Beliebt unter Butches sind neben Krawatte vom Kostümverleih edle Klassiker wie
Martini Dry. Wer sich einfach nur schön prollig besaufen will, nimmt einen Sour
oder einen Strong Drink, da tun sich so klangvolle Namen wie "Adios Motherfucker"
hervor, die man ruhig wörtlich nehmen kann. Schwule stehen auf männliche
Bedienung und den Szenedrink "S.P.E.R.M." - und, Humor beiseite, der sieht
auch so aus und ob er so schmeckt, müssen Sie selbst herausfinden da mir sowas
ekliges nicht durch den Hals kommt. Leute, die sich durch die 70er legitimiert fühlen,
einen alkoholfreien Öko-Cocktail zu bestellen, können Sie guten Gewissens
mit Ihrem Getränk übergießen und anzünden (ich empfehle dafür
einen B'52). Es wird Zeit, daß diese Unart aus der Saufkultur verschwindet!
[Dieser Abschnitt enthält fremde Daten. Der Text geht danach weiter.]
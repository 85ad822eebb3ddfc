//! Router table: routes in registration order, first match wins.

use http::Method;
use std::sync::Arc;
use std::time::Instant;
use tracing::{debug, info, warn};

use super::route::Route;
use crate::dispatcher::PathParams;

/// Result of successfully matching a request to a route.
#[derive(Debug, Clone)]
pub struct RouteMatch {
    pub route: Arc<Route>,
    pub path_params: PathParams,
}

/// Immutable, ordered route table.
///
/// Routes are tried in registration order; the first route whose method filter and one of
/// whose variants match decides the request. There is no specificity scoring, so register
/// `/users/me` before `/users/{id}`.
#[derive(Debug, Clone, Default)]
pub struct Router {
    routes: Vec<Arc<Route>>,
}

impl Router {
    #[must_use]
    pub fn new(routes: Vec<Route>) -> Self {
        let routes: Vec<Arc<Route>> = routes.into_iter().map(Arc::new).collect();

        let routes_summary: Vec<String> = routes
            .iter()
            .take(10)
            .map(|r| format!("{} {}", r.method(), r.pattern().raw()))
            .collect();
        info!(
            routes_count = routes.len(),
            routes_summary = ?routes_summary,
            "Routing table loaded"
        );

        Self { routes }
    }

    #[must_use]
    pub fn routes(&self) -> &[Arc<Route>] {
        &self.routes
    }

    #[must_use]
    pub fn len(&self) -> usize {
        self.routes.len()
    }

    #[must_use]
    pub fn is_empty(&self) -> bool {
        self.routes.is_empty()
    }

    /// Find the first route matching `method` and `path`.
    #[must_use]
    pub fn route(&self, method: &Method, path: &str) -> Option<RouteMatch> {
        debug!(method = %method, path = %path, "Route match attempt");
        let match_start = Instant::now();

        let result = self.routes.iter().find_map(|route| {
            route
                .matches(method, path)
                .map(|params| (Arc::clone(route), params))
        });
        let duration_us = match_start.elapsed().as_micros();

        match result {
            Some((route, path_params)) => {
                if match_start.elapsed() > std::time::Duration::from_millis(1) {
                    warn!(
                        method = %method,
                        path = %path,
                        route_pattern = %route.pattern().raw(),
                        route_name = %route.display_name(),
                        duration_us,
                        "Slow route matching detected"
                    );
                } else {
                    debug!(
                        method = %method,
                        path = %path,
                        route_pattern = %route.pattern().raw(),
                        route_name = %route.display_name(),
                        path_params = ?path_params,
                        duration_us,
                        "Route matched"
                    );
                }
                Some(RouteMatch { route, path_params })
            }
            None => {
                debug!(method = %method, path = %path, duration_us, "No route matched");
                None
            }
        }
    }
}
//! # Router Module
//!
//! Pattern compilation, compiled routes and the ordered route table.
//!
//! ## Overview
//!
//! 1. **Compilation** ([`RoutePattern::parse`]): a declared pattern such as
//!    `/posts/{year@int}/{slug}?` is expanded into variants (one per optional segment, plus
//!    the full form) and each variant into static and parameter segments.
//! 2. **Binding** ([`Route::compile`]): validator names are resolved against a
//!    [`ValidatorRegistry`](crate::validators::ValidatorRegistry); unknown names are a
//!    configuration error.
//! 3. **Matching** ([`Router::route`]): routes are tried in registration order, variants in
//!    compiler order; the first full match wins and yields its path parameters.
//!
//! ## Pattern grammar
//!
//! ```text
//! pattern   := "/" segment ("/" segment)*
//! segment   := literal | "{" name ["@" validator ("," validator)*] "}" ["?"]
//! ```
//!
//! ## Example
//!
//! ```rust
//! use waypost::router::{MethodFilter, Route, RoutePattern, Router};
//! use waypost::validators::ValidatorRegistry;
//! use waypost::{Handler, Request, Response};
//! use http::Method;
//!
//! let route = Route::compile(
//!     MethodFilter::Exact(Method::GET),
//!     RoutePattern::parse("/users/{id@int}").unwrap(),
//!     Handler::new(|_req: &Request| Response::text(200, "user")),
//!     Vec::new(),
//!     &ValidatorRegistry::new(),
//! )
//! .unwrap();
//! let router = Router::new(vec![route]);
//!
//! let m = router.route(&Method::GET, "/users/42").unwrap();
//! assert_eq!(m.path_params.get("id"), Some("42"));
//! assert!(router.route(&Method::GET, "/users/abc").is_none());
//! ```

mod core;
mod pattern;
mod route;

pub use self::core::{RouteMatch, Router};
pub use pattern::{expand_optional, RoutePattern, Segment};
pub use route::{MethodFilter, Route};
use ::tracing::field::Empty;
use ::tracing::{debug, info_span, warn};
use std::time::Instant;

use super::Middleware;
use crate::dispatcher::{Handler, Request};

/// Wrap each request in an `http_request` span carrying the request id, method and path.
///
/// The response status and latency are recorded on the span when the handler returns, so a
/// subscriber with span-close events sees one line per request.
#[must_use]
pub fn trace_requests() -> Middleware {
    Middleware::new(|next: Handler| {
        Handler::new(move |req: &Request| {
            let span = info_span!(
                "http_request",
                request_id = %req.request_id(),
                method = %req.method(),
                path = %req.path(),
                status = Empty,
                latency_us = Empty,
            );
            let start = Instant::now();
            let res = span.in_scope(|| next.call(req));
            let latency_us = start.elapsed().as_micros() as u64;
            span.record("status", res.status);
            span.record("latency_us", latency_us);

            span.in_scope(|| {
                if res.status >= 500 {
                    warn!(status = res.status, latency_us, "Request failed");
                } else {
                    debug!(status = res.status, latency_us, "Request handled");
                }
            });
            res
        })
    })
}
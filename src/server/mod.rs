//! HTTP transport over `may_minihttp`: converts wire requests into [`Request`]s, hands
//! them to a shared [`Dispatcher`], and writes the resulting [`Response`] back.
//!
//! ```rust,no_run
//! use std::sync::Arc;
//! use waypost::server::{AppService, HttpServer};
//! use waypost::{AppBuilder, Request, Response};
//!
//! let mut app = AppBuilder::new();
//! app.get("/", |_req: &Request| Response::text(200, "ok"));
//! let service = AppService::new(Arc::new(app.build().unwrap()));
//! let handle = HttpServer(service).start("127.0.0.1:8080").unwrap();
//! handle.join().unwrap();
//! ```
//!
//! [`Request`]: crate::Request
//! [`Response`]: crate::Response
//! [`Dispatcher`]: crate::Dispatcher

mod http_server;
mod request;
mod response;
mod service;

pub use http_server::{HttpServer, ServerHandle};
pub use request::{split_target, to_request, RequestParseError};
pub use response::{status_reason, write_response};
pub use service::AppService;
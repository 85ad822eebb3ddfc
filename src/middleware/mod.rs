//! # Middleware Module
//!
//! Middleware are handler decorators: a [`Middleware`] receives the next [`Handler`] and
//! returns a new one that may run code before and after it, replace its response, or
//! short-circuit without calling it.
//!
//! Chains are composed once, when the dispatcher is built. For a chain `[A, B]` around
//! handler `H` the call order is `A > B > H > B > A`.
//!
//! ## Provided middleware
//!
//! - [`trace_requests`]: one `tracing` span per request with status and latency
//! - [`RequestMetrics`]: lock-free request, latency and error counters
//!
//! [`Handler`]: crate::Handler

mod core;
mod metrics;
mod tracing;

pub use self::core::{chain, IntoMiddleware, Middleware};
pub use self::metrics::RequestMetrics;
pub use self::tracing::trace_requests;
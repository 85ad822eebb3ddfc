use std::fmt;
use std::sync::Arc;

use super::request::Request;
use super::response::Response;

/// A terminal request handler. Cheap to clone; shared across concurrent requests.
#[derive(Clone)]
pub struct Handler(Arc<dyn Fn(&Request) -> Response + Send + Sync>);

impl Handler {
    pub fn new<F>(f: F) -> Self
    where
        F: Fn(&Request) -> Response + Send + Sync + 'static,
    {
        Self(Arc::new(f))
    }

    #[inline]
    pub fn call(&self, req: &Request) -> Response {
        (self.0)(req)
    }
}

impl fmt::Debug for Handler {
    fn fmt(&self, f: &mut fmt::Formatter<'_>) -> fmt::Result {
        f.write_str("Handler")
    }
}

/// Anything the registration API accepts as a handler: closures and [`Handler`] values
/// (for example the output of [`ErrorConverter::wrap`](crate::ErrorConverter::wrap)).
pub trait IntoHandler {
    fn into_handler(self) -> Handler;
}

impl IntoHandler for Handler {
    fn into_handler(self) -> Handler {
        self
    }
}

impl<F> IntoHandler for F
where
    F: Fn(&Request) -> Response + Send + Sync + 'static,
{
    fn into_handler(self) -> Handler {
        Handler::new(self)
    }
}
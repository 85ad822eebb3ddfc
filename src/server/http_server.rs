use may::coroutine::JoinHandle;
use std::io;
use std::net::{SocketAddr, TcpStream, ToSocketAddrs};
use std::thread;
use std::time::Duration;
use tracing::{info, warn};

use super::service::AppService;

/// Typed wrapper around `may_minihttp`'s server.
pub struct HttpServer(pub AppService);

/// Handle to a running server.
pub struct ServerHandle {
    addr: SocketAddr,
    handle: JoinHandle<()>,
}

impl ServerHandle {
    #[must_use]
    pub fn addr(&self) -> SocketAddr {
        self.addr
    }

    /// Poll the listening address until a TCP connect succeeds (about 250ms at most).
    pub fn wait_ready(&self) -> io::Result<()> {
        for _ in 0..50 {
            if TcpStream::connect(self.addr).is_ok() {
                return Ok(());
            }
            thread::sleep(Duration::from_millis(5));
        }
        Err(io::Error::new(io::ErrorKind::TimedOut, "server not ready"))
    }

    /// Cancel the accept coroutine and wait for it to finish.
    pub fn stop(self) {
        // SAFETY: cancelling is only unsafe for coroutines holding resources that must be
        // released by normal unwinding; the accept loop holds only its listener.
        unsafe {
            self.handle.coroutine().cancel();
        }
        if self.handle.join().is_err() {
            warn!(addr = %self.addr, "Server coroutine ended with a panic");
        }
        info!(addr = %self.addr, "Server stopped");
    }

    /// Block until the server coroutine exits.
    pub fn join(self) -> thread::Result<()> {
        self.handle.join()
    }
}

impl HttpServer {
    /// Bind `addr` and serve on `may` coroutines.
    ///
    /// The coroutine stack size comes from the dispatcher's [`AppConfig`](crate::AppConfig)
    /// and is applied process-wide before the accept loop spawns.
    pub fn start<A: ToSocketAddrs>(self, addr: A) -> io::Result<ServerHandle> {
        let addr = addr
            .to_socket_addrs()?
            .next()
            .ok_or_else(|| io::Error::new(io::ErrorKind::InvalidInput, "invalid address"))?;
        let stack_size = self.0.dispatcher().config().stack_size;
        may::config().set_stack_size(stack_size);
        let handle = may_minihttp::HttpServer(self.0).start(addr)?;
        info!(addr = %addr, stack_size, "Server listening");
        Ok(ServerHandle { addr, handle })
    }
}
//! Human-readable console output for development mode: the startup banner, the route table
//! and one line per request.
//!
//! Lines are laid out as
//!
//! ```text
//!  ...GET /users/{id@int} ........................... get_user
//! ```
//!
//! with the method right-aligned to six columns and the dot leader filling the terminal
//! width (never fewer than five dots). Colour is only emitted when stdout is a terminal.

use crossterm::style::{StyledContent, Stylize};
use http::Method;
use std::io::IsTerminal;
use std::time::Duration;

use crate::router::Router;

const METHOD_WIDTH: usize = 6;
const MIN_LEADER: usize = 5;
const FALLBACK_WIDTH: usize = 80;

/// Current terminal width, or 80 columns when stdout is not a terminal.
#[must_use]
pub fn terminal_width() -> usize {
    match crossterm::terminal::size() {
        Ok((cols, _)) if cols > 0 => cols as usize,
        _ => FALLBACK_WIDTH,
    }
}

/// Whether stdout is a terminal, i.e. whether console lines should carry ANSI colours.
#[must_use]
pub fn stdout_is_terminal() -> bool {
    std::io::stdout().is_terminal()
}

fn method_color(method: &str) -> StyledContent<&str> {
    match method {
        "GET" => method.green(),
        "POST" => method.blue(),
        "PUT" => method.cyan(),
        "PATCH" => method.yellow(),
        "DELETE" => method.red(),
        _ => method.magenta(),
    }
}

fn render(method: &str, path: &str, trailer: &str, width: usize, colored: bool) -> String {
    let pad = ".".repeat(METHOD_WIDTH.saturating_sub(method.len()));
    let used = pad.len() + method.len() + path.chars().count() + trailer.chars().count() + 5;
    let leader = ".".repeat(width.saturating_sub(used).max(MIN_LEADER));
    if colored {
        format!(
            " {pad}{} {path} {leader} {} ",
            method_color(method),
            trailer.dark_grey()
        )
    } else {
        format!(" {pad}{method} {path} {leader} {trailer} ")
    }
}

/// One line per route variant, in registration order.
#[must_use]
pub fn route_table_lines(router: &Router, width: usize, colored: bool) -> Vec<String> {
    router
        .routes()
        .iter()
        .flat_map(|route| {
            let method = route.method().to_string();
            let name = route.display_name().to_string();
            route
                .normalized_paths()
                .into_iter()
                .map(move |path| render(&method, &path, &name, width, colored))
        })
        .collect()
}

/// Request echo: method, path and elapsed time.
#[must_use]
pub fn request_line(
    method: &Method,
    path: &str,
    elapsed: Duration,
    width: usize,
    colored: bool,
) -> String {
    render(method.as_str(), path, &format!("{elapsed:?}"), width, colored)
}

/// Startup banner shown by the server binary.
#[must_use]
pub fn banner(addr: &str, development: bool) -> String {
    let mode = if development { "development" } else { "production" };
    let mut out = format!(
        " {} {} {}\n {}\n",
        "waypost".magenta().bold(),
        format!("v{}", env!("CARGO_PKG_VERSION")).green(),
        mode.yellow(),
        format!("↳ Server listening on {addr}").blue().bold(),
    );
    if development {
        out.push_str(&format!(
            "\n {}\n",
            "Running in development mode. Do not use in production!"
                .red()
                .bold()
        ));
    }
    out
}

#[cfg(test)]
mod tests {
    use super::*;
    use crate::dispatcher::{Handler, Request, Response};
    use crate::router::{MethodFilter, Route, RoutePattern};
    use crate::validators::ValidatorRegistry;

    #[test]
    fn test_method_is_right_aligned() {
        let line = render("GET", "/a", "x", 30, false);
        assert!(line.starts_with(" ...GET /a "));
        let line = render("DELETE", "/a", "x", 30, false);
        assert!(line.starts_with(" DELETE /a "));
        let line = render("OPTIONS", "/a", "x", 30, false);
        assert!(line.starts_with(" OPTIONS /a "));
    }

    #[test]
    fn test_leader_fills_width() {
        // 3 + 3 + 3 + 4 + 5 = 18 used, 22 dots left of 40.
        let line = render("GET", "/ab", "name", 40, false);
        assert_eq!(line, format!(" ...GET /ab {} name ", ".".repeat(22)));
    }

    #[test]
    fn test_leader_minimum() {
        let line = render("GET", "/a/very/long/path", "handler", 10, false);
        assert!(line.contains(" ..... handler "));
    }

    fn posts_router() -> Router {
        let mut route = Route::compile(
            MethodFilter::parse("GET", "/posts/{slug}?").unwrap(),
            RoutePattern::parse("/posts/{slug}?").unwrap(),
            Handler::new(|_req: &Request| Response::text(200, "")),
            Vec::new(),
            &ValidatorRegistry::new(),
        )
        .unwrap();
        route.set_name("posts");
        Router::new(vec![route])
    }

    #[test]
    fn test_plain_output_has_no_escape_codes() {
        let lines = route_table_lines(&posts_router(), 60, false);
        assert!(lines.iter().all(|l| !l.contains('\x1b')));
        let line = request_line(&Method::DELETE, "/a", Duration::from_millis(3), 60, false);
        assert!(!line.contains('\x1b'));
        assert!(line.starts_with(" DELETE /a "));
        assert!(line.ends_with(" 3ms "));
    }

    #[test]
    fn test_route_lines_cover_variants() {
        let lines = route_table_lines(&posts_router(), 60, false);
        assert_eq!(lines.len(), 2);
        assert!(lines[0].starts_with(" ...GET /posts/{slug} "));
        assert!(lines[1].starts_with(" ...GET /posts "));
        assert!(lines.iter().all(|l| l.ends_with(" posts ")));
    }
}
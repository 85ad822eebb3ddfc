use dashmap::DashMap;
use http::StatusCode;
use may_minihttp::Response as WireResponse;
use once_cell::sync::Lazy;
use tracing::warn;

use crate::dispatcher::Response;

/// `may_minihttp` only accepts `&'static str` header lines, so each distinct line is leaked
/// once and reused. The cap bounds that leak.
const MAX_INTERNED_HEADERS: usize = 4096;

static HEADER_LINES: Lazy<DashMap<String, &'static str>> = Lazy::new(DashMap::new);

fn intern(line: String) -> Option<&'static str> {
    if let Some(existing) = HEADER_LINES.get(&line) {
        return Some(*existing);
    }
    if HEADER_LINES.len() >= MAX_INTERNED_HEADERS {
        return None;
    }
    let leaked: &'static str = Box::leak(line.clone().into_boxed_str());
    Some(*HEADER_LINES.entry(line).or_insert(leaked))
}

#[must_use]
pub fn status_reason(status: u16) -> &'static str {
    StatusCode::from_u16(status)
        .ok()
        .and_then(|s| s.canonical_reason())
        .unwrap_or("Unknown")
}

fn is_header_safe(s: &str) -> bool {
    !s.contains(['\r', '\n'])
}

/// Write status, headers and body. `content-length` is left to the transport.
pub fn write_response(res: &mut WireResponse, response: Response) {
    res.status_code(response.status as usize, status_reason(response.status));
    for (name, value) in &response.headers {
        if name.eq_ignore_ascii_case("content-length") {
            continue;
        }
        if !is_header_safe(name) || !is_header_safe(value) {
            warn!(header = %name, "Dropping response header containing a line break");
            continue;
        }
        match intern(format!("{name}: {value}")) {
            Some(line) => {
                res.header(line);
            }
            None => warn!(header = %name, "Header intern cache full; dropping header"),
        }
    }
    res.body_vec(response.body);
}

#[cfg(test)]
mod tests {
    use super::*;

    #[test]
    fn test_status_reason() {
        assert_eq!(status_reason(200), "OK");
        assert_eq!(status_reason(404), "Not Found");
        assert_eq!(status_reason(418), "I'm a teapot");
        assert_eq!(status_reason(599), "Unknown");
    }

    #[test]
    fn test_intern_reuses_lines() {
        let a = intern("x-test-intern: 1".to_string()).unwrap();
        let b = intern("x-test-intern: 1".to_string()).unwrap();
        assert!(std::ptr::eq(a, b));
    }

    #[test]
    fn test_header_safety() {
        assert!(is_header_safe("text/plain"));
        assert!(!is_header_safe("a\r\nSet-Cookie: x"));
    }
}
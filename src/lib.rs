//! # waypost
//!
//! An embeddable HTTP request router: declarative path patterns with optional segments and
//! validator chains, first-match route tables, composable middleware, static asset mounts and
//! an adapter that turns handler errors into HTTP responses.
//!
//! ## Architecture
//!
//! - **[`validators`]** - named validate-and-transform functions (`int`, `bool`, `uuid`,
//!   `alpha`, `alphanumeric`, plus your own)
//! - **[`router`]** - pattern compilation (`/posts/{year@int}/{slug}?`), compiled routes and
//!   the ordered route table
//! - **[`middleware`]** - handler decorators and their composition
//! - **[`dispatcher`]** - the [`AppBuilder`] registration API and the frozen [`Dispatcher`]
//!   pipeline (static mounts, application middleware, routing, not-found)
//! - **[`error`]** - configuration errors, [`HttpError`] and the [`ErrorConverter`] adapter
//! - **[`server`]** - `may_minihttp` transport
//! - **[`config`]**, **[`logging`]**, **[`console`]** - runtime switches, `tracing` setup and
//!   development-mode console output
//!
//! ## Quick Start
//!
//! ```rust
//! use http::{Method, StatusCode};
//! use waypost::{with_errors, AppBuilder, HttpError, Request, Response};
//!
//! let mut app = AppBuilder::new();
//! app.get("/users/{id@int}", |req: &Request| {
//!     Response::text(200, format!("user {}", req.param("id").unwrap_or_default()))
//! })
//! .name("get_user");
//! app.get(
//!     "/admin",
//!     with_errors(|_req: &Request| -> anyhow::Result<Response> {
//!         Err(HttpError::new(StatusCode::FORBIDDEN, "Forbidden").into())
//!     }),
//! );
//! let dispatcher = app.build().unwrap();
//!
//! let res = dispatcher.dispatch(Request::new(Method::GET, "/users/7"));
//! assert_eq!(res.body_str(), Some("user 7"));
//!
//! let res = dispatcher.dispatch(Request::new(Method::GET, "/users/abc"));
//! assert_eq!(res.status, 404);
//!
//! let res = dispatcher.dispatch(Request::new(Method::GET, "/admin"));
//! assert_eq!(res.status, 403);
//! ```

pub mod config;
pub mod console;
pub mod dispatcher;
pub mod error;
pub mod ids;
pub mod logging;
pub mod middleware;
pub mod router;
pub mod server;
pub mod static_files;
pub mod validators;

pub use config::{AppConfig, ConfigError};
pub use dispatcher::{
    AppBuilder, Dispatcher, Handler, IntoHandler, ParamError, PathParams, Request, Response,
    RouteEntry,
};
pub use error::{default_error_response, with_errors, ErrorConverter, HttpError, RouteError};
pub use ids::RequestId;
pub use middleware::{IntoMiddleware, Middleware};
pub use validators::{ValidationError, ValidatorRegistry};
use http::Method;
use waypost::middleware::{chain, RequestMetrics};
use waypost::{AppBuilder, AppConfig, Handler, Middleware, Request, Response};

#[test]
fn test_metrics_middleware_counts_outcomes() {
    let metrics = RequestMetrics::new();
    let mut app = AppBuilder::with_config(AppConfig::production());
    app.use_middleware(metrics.middleware());
    app.get("/ok", |_req: &Request| Response::text(200, "ok"));
    app.get("/fail", |_req: &Request| Response::error(503, "down"));
    let dispatcher = app.build().unwrap();

    for path in ["/ok", "/ok", "/fail", "/nope"] {
        let _ = dispatcher.dispatch(Request::new(Method::GET, path));
    }
    assert_eq!(metrics.request_count(), 4);
    assert_eq!(metrics.client_errors(), 1);
    assert_eq!(metrics.server_errors(), 1);
}

#[test]
fn test_short_circuit_skips_inner_layers() {
    let auth = Middleware::new(|next: Handler| {
        Handler::new(move |req: &Request| match req.header("authorization") {
            Some(_) => next.call(req),
            None => Response::error(401, "Unauthorized"),
        })
    });
    let metrics = RequestMetrics::new();
    let handler = chain(
        Handler::new(|_req: &Request| Response::text(200, "secret")),
        &[auth, metrics.middleware()],
    );

    let res = handler.call(&Request::new(Method::GET, "/"));
    assert_eq!(res.status, 401);
    assert_eq!(metrics.request_count(), 0);

    let res = handler.call(&Request::new(Method::GET, "/").with_header("Authorization", "t"));
    assert_eq!(res.body_str(), Some("secret"));
    assert_eq!(metrics.request_count(), 1);
}

#[test]
fn test_middleware_can_rewrite_response() {
    let mut app = AppBuilder::with_config(AppConfig::production());
    app.use_middleware(|next: Handler| {
        Handler::new(move |req: &Request| next.call(req).with_header("x-served-by", "waypost"))
    });
    app.get("/", |_req: &Request| Response::text(200, "home"));
    let dispatcher = app.build().unwrap();

    let res = dispatcher.dispatch(Request::new(Method::GET, "/"));
    assert_eq!(res.get_header("X-Served-By"), Some("waypost"));
    let res = dispatcher.dispatch(Request::new(Method::GET, "/404"));
    assert_eq!(res.get_header("x-served-by"), Some("waypost"));
}
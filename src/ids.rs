use std::fmt::{Display, Formatter};
use std::str::FromStr;

/// Per-request identifier backed by a ULID, so ids sort by arrival time in logs.
#[derive(Clone, Copy, Eq, PartialEq, Hash, Debug)]
pub struct RequestId(ulid::Ulid);

impl RequestId {
    #[must_use]
    pub fn new() -> Self {
        Self(ulid::Ulid::new())
    }

    /// Reuse an id propagated by the client (`x-request-id`), or mint a fresh one.
    #[must_use]
    pub fn from_header_or_new(header_value: Option<&str>) -> Self {
        header_value
            .and_then(|s| s.parse::<RequestId>().ok())
            .unwrap_or_default()
    }
}

impl Default for RequestId {
    fn default() -> Self {
        Self::new()
    }
}

impl Display for RequestId {
    fn fmt(&self, f: &mut Formatter<'_>) -> std::fmt::Result {
        write!(f, "{}", self.0)
    }
}

impl FromStr for RequestId {
    type Err = ulid::DecodeError;

    fn from_str(s: &str) -> Result<Self, Self::Err> {
        ulid::Ulid::from_string(s).map(RequestId)
    }
}
//! User lookup and self-service profile handlers. All routes require auth.

use axum::extract::{Query, State};
use axum::{Extension, Json};
use warden_core::models::auth::{User, UserUpdate};

use crate::AppState;
use crate::error::{AppError, AppResult};
use crate::middleware::auth::AuthenticatedUser;
use crate::models::{EmailQuery, MessageResponse, UpdateUserRequest};
use crate::validation::{IdPath, ValidJson};

/// `GET /api/user/me`: The caller's own record.
pub async fn me_handler(
    State(state): State<AppState>,
    Extension(AuthenticatedUser(claims)): Extension<AuthenticatedUser>,
) -> AppResult<Json<User>> {
    let user = state
        .users
        .current_user(&state.request_context(), &claims)
        .await?;
    Ok(Json(user))
}

/// `GET /api/user/{id}`
pub async fn get_user_handler(
    State(state): State<AppState>,
    IdPath(id): IdPath,
) -> AppResult<Json<User>> {
    let user = state.users.get_user(&state.request_context(), id).await?;
    Ok(Json(user))
}

/// `GET /api/user/get-all`
pub async fn list_users_handler(State(state): State<AppState>) -> AppResult<Json<Vec<User>>> {
    let users = state.users.list_users(&state.request_context()).await?;
    Ok(Json(users))
}

/// `GET /api/user/email?email=`
pub async fn get_user_by_email_handler(
    State(state): State<AppState>,
    Query(query): Query<EmailQuery>,
) -> AppResult<Json<User>> {
    let email = query.email.trim();
    if email.is_empty() {
        return Err(AppError::BadRequest("Email is required".into()));
    }
    let user = state
        .users
        .get_user_by_email(&state.request_context(), email)
        .await?;
    Ok(Json(user))
}

/// `PATCH /api/user/update`: Change the caller's own profile.
pub async fn update_user_handler(
    State(state): State<AppState>,
    Extension(AuthenticatedUser(claims)): Extension<AuthenticatedUser>,
    ValidJson(body): ValidJson<UpdateUserRequest>,
) -> AppResult<Json<User>> {
    let update = UserUpdate {
        id: body.id,
        username: body.username,
        avatar_url: body.avatar_url,
        email: body.email,
    };
    let user = state
        .users
        .update_user(&state.request_context(), &claims, &update)
        .await?;
    Ok(Json(user))
}

/// `DELETE /api/user/delete/{id}`: Delete the caller's own account.
pub async fn delete_user_handler(
    State(state): State<AppState>,
    Extension(AuthenticatedUser(claims)): Extension<AuthenticatedUser>,
    IdPath(id): IdPath,
) -> AppResult<Json<MessageResponse>> {
    state
        .users
        .delete_user(&state.request_context(), &claims, id)
        .await?;
    Ok(Json(MessageResponse::new("User deleted successfully")))
}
Wer Vitamine will, kann ja einen Joghurt essen, aber soll bitte nicht hingebungsvolle
Alkoholiker bei ihrem Gottesdienst stören.
Eine besondere Stellung nimmt inzwischen der Absinth-Cocktail ein. Einstmals der
Liebling der Künstler und Melancholiker und zu jeder Tageszeit gesoffen wie
Sprudelwasser, mutiert der Absinth heute zum Kultgetränk für all jene,
die gerne mit Drogen kokettieren, aber zu feige sind, sich eine Tüte anzuzünden.
Wie das eigentlich mit den Cocktails anfing, weiß heute keiner mehr. Der Begriff
"Cocktail", so sehr er auch an akrobatische Praktiken schwuler Exzentriker
erinnert, stammt angeblich vom südamerikanischen Hahnenkampf, bei dem entweder
dem zerbissenen Viech kurz vor der Exekution die Schwanzfeder ausgerissen und in
ein Glas Korn getunkt wurde oder aber die kratzenden Vögel nur sturzbesoffen
zum Kampf zugelassen wurden. So oder so hat die Sache irgendwie mit Sodomie zu tun
und sollte besser verschwiegen werden, wenn Sie gerade auf einer Cocktailparty den
High Society Damen ins Dekolleté glotzen. Prost Neujahr!